Stored data:
┄┄┄┄┄┄

fn object_properties(kind: ObjectKind) -> PropertyList<UpnpObject> {
    let mut p = PropertyList::<UpnpObject>::new();

    p.bind_string("@id", |o| &o.id, |o| &mut o.id).required();
    p.bind_string("@parentID", |o| &o.parent_id, |o| &mut o.parent_id)
        .required();
    p.bind_boolean("@restricted", |o| &o.restricted, |o| &mut o.restricted)
        .required();
    if kind.is_container() {
        p.bind_unsigned_integer("@childCount", |o| &o.child_count, |o| &mut o.child_count);
        p.bind_unsigned_integer(
            "@childContainerCount",
            |o| &o.child_container_count,
            |o| &mut o.child_container_count,
        );
        p.bind_boolean("@searchable", |o| &o.searchable, |o| &mut o.searchable);
    } else {
        p.bind_string("@refID", |o| &o.ref_id, |o| &mut o.ref_id);
    }
    p.bind_boolean("@neverPlayable", |o| &o.never_playable, |o| &mut o.never_playable)
        .minimum_version(2);

    p.bind_element("upnp:class", |o| &o.class, |o| &mut o.class)
        .required();
    p.bind_string("dc:title", |o| &o.title, |o| &mut o.title).required();
    p.bind_string("dc:creator", |o| &o.creator, |o| &mut o.creator);
    p.bind_string("upnp:writeStatus", |o| &o.write_status, |o| &mut o.write_status);
    p.bind_elements("res", |o| &o.resources, |o| &mut o.resources)
        .generator(Resource::default());
    p.bind_elements("upnp:artist", |o| &o.artists, |o| &mut o.artists)
        .generator(Person::artist(""));
    p.bind_elements("upnp:actor", |o| &o.actors, |o| &mut o.actors)
        .generator(Person::actor(""));
    p.bind_elements("upnp:author", |o| &o.authors, |o| &mut o.authors)
        .generator(Person::author(""));
    p.bind_strings("upnp:producer", |o| &o.producers, |o| &mut o.producers);
    p.bind_strings("upnp:director", |o| &o.directors, |o| &mut o.directors);
    p.bind_strings("dc:publisher", |o| &o.publishers, |o| &mut o.publishers);
    p.bind_strings("dc:contributor", |o| &o.contributors, |o| &mut o.contributors);
    p.bind_elements("upnp:genre", |o| &o.genres, |o| &mut o.genres)
        .generator(Genre::default());
    p.bind_strings("upnp:album", |o| &o.albums, |o| &mut o.albums);
    p.bind_strings("upnp:playlist", |o| &o.playlists, |o| &mut o.playlists);
    p.bind_elements("upnp:albumArtURI", |o| &o.album_arts, |o| &mut o.album_arts)
        .generator(AlbumArt::default());
    p.bind_string(
        "upnp:artistDiscographyURI",
        |o| &o.artist_discography_uri,
        |o| &mut o.artist_discography_uri,
    );
    p.bind_string("upnp:lyricsURI", |o| &o.lyrics_uri, |o| &mut o.lyrics_uri);
    p.bind_strings("dc:relation", |o| &o.relations, |o| &mut o.relations);
    p.bind_string("upnp:storageMedium", |o| &o.storage_medium, |o| &mut o.storage_medium);
    p.bind_string("dc:description", |o| &o.description, |o| &mut o.description);
    p.bind_string("upnp:longDescription", |o| &o.long_description, |o| &mut o.long_description);
    p.bind_string("upnp:icon", |o| &o.icon, |o| &mut o.icon);
    p.bind_strings("upnp:region", |o| &o.regions, |o| &mut o.regions);
    p.bind_strings("dc:rights", |o| &o.rights, |o| &mut o.rights);
    p.bind_optional_element("dc:date", |o| &o.date, |o| &mut o.date)
        .generator(Date::default());
    p.bind_strings("dc:language", |o| &o.languages, |o| &mut o.languages);

    p.bind_integer("upnp:playbackCount", |o| &o.playback_count, |o| &mut o.playback_count)
        .minimum_version(2);
    p.bind_optional_element("upnp:lastPlaybackTime", |o| &o.last_playback_time, |o| &mut o.last_playback_time)
        .generator(DateTime::empty(LAST_PLAYBACK_TIME))
        .minimum_version(2);
    p.bind_string(
        "upnp:lastPlaybackPosition",
        |o| &o.last_playback_position,
        |o| &mut o.last_playback_position,
    )
    .minimum_version(2);
    p.bind_optional_element("upnp:recordedStartDateTime", |o| &o.recorded_start, |o| &mut o.recorded_start)
        .generator(DateTime::empty(RECORDED_START_DATE_TIME))
        .minimum_version(2);
    p.bind_optional_element("upnp:recordedEndDateTime", |o| &o.recorded_end, |o| &mut o.recorded_end)
        .generator(DateTime::empty(RECORDED_END_DATE_TIME))
        .minimum_version(2);
    p.bind_string("upnp:programTitle", |o| &o.program_title, |o| &mut o.program_title)
        .minimum_version(2);
    p.bind_string("upnp:seriesTitle", |o| &o.series_title, |o| &mut o.series_title)
        .minimum_version(2);
    p.bind_unsigned_integer("upnp:episodeCount", |o| &o.episode_count, |o| &mut o.episode_count)
        .minimum_version(2);
    p.bind_unsigned_integer("upnp:episodeNumber", |o| &o.episode_number, |o| &mut o.episode_number)
        .minimum_version(2);
    p.bind_unsigned_integer("upnp:episodeSeason", |o| &o.episode_season, |o| &mut o.episode_season)
        .minimum_version(4);
    p.bind_elements("upnp:rating", |o| &o.ratings, |o| &mut o.ratings)
        .generator(Rating::default())
        .minimum_version(2);
    p.bind_string("upnp:callSign", |o| &o.call_sign, |o| &mut o.call_sign)
        .minimum_version(2);
    p.bind_optional_element("upnp:price", |o| &o.price, |o| &mut o.price)
        .generator(Price::default())
        .minimum_version(2);
    p.bind_integer("upnp:signalStrength", |o| &o.signal_strength, |o| &mut o.signal_strength)
        .minimum_version(2);
    p.bind_strings("upnp:bookmarkID", |o| &o.bookmark_ids, |o| &mut o.bookmark_ids)
        .minimum_version(2);
    p.bind_optional_element("upnp:scheduledEndTime", |o| &o.scheduled_end_time, |o| &mut o.scheduled_end_time)
        .generator(DateTime::empty(SCHEDULED_END_TIME))
        .minimum_version(3);

    p.bind_integer("upnp:channelNr", |o| &o.channel_nr, |o| &mut o.channel_nr);
    p.bind_string("upnp:channelName", |o| &o.channel_name, |o| &mut o.channel_name);
    p.bind_string("upnp:radioCallSign", |o| &o.radio_call_sign, |o| &mut o.radio_call_sign);
    p.bind_string("upnp:radioStationID", |o| &o.radio_station_id, |o| &mut o.radio_station_id);
    p.bind_string("upnp:radioBand", |o| &o.radio_band, |o| &mut o.radio_band);
    p.bind_integer("upnp:DVDRegionCode", |o| &o.dvd_region_code, |o| &mut o.dvd_region_code);
    p.bind_integer(
        "upnp:originalTrackNumber",
        |o| &o.original_track_number,
        |o| &mut o.original_track_number,
    );
    p.bind_string("upnp:toc", |o| &o.toc, |o| &mut o.toc);
    p.bind_string("upnp:userAnnotation", |o| &o.user_annotation, |o| &mut o.user_annotation);
    p.bind_unsigned_integer("upnp:objectUpdateID", |o| &o.object_update_id, |o| &mut o.object_update_id)
        .minimum_version(3);

    if kind.is_container() {
        p.bind_elements("upnp:createClass", |o| &o.create_classes, |o| &mut o.create_classes)
            .generator(UpnpClass::create_class("", false));
        p.bind_elements("upnp:searchClass", |o| &o.search_classes, |o| &mut o.search_classes)
            .generator(UpnpClass::search_class("", false));
        p.bind_long("upnp:storageTotal", |o| &o.storage_total, |o| &mut o.storage_total);
        p.bind_long("upnp:storageUsed", |o| &o.storage_used, |o| &mut o.storage_used);
        p.bind_long("upnp:storageFree", |o| &o.storage_free, |o| &mut o.storage_free);
        p.bind_long(
            "upnp:storageMaxPartition",
            |o| &o.storage_max_partition,
            |o| &mut o.storage_max_partition,
        );
        p.bind_unsigned_integer(
            "upnp:containerUpdateID",
            |o| &o.container_update_id,
            |o| &mut o.container_update_id,
        )
        .minimum_version(3);
        p.bind_unsigned_integer(
            "upnp:totalDeletedChildCount",
            |o| &o.total_deleted_child_count,
            |o| &mut o.total_deleted_child_count,
        )
        .minimum_version(3);
    }

    p
}

fn protocol_info_for(mime_type: Option<&str>) -> String {
    format!("http-get:*:{}:*", mime_type.unwrap_or("*"))
}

┄┄┄┄┄┄

Number of lines above holding "default"? Give that number alone.

6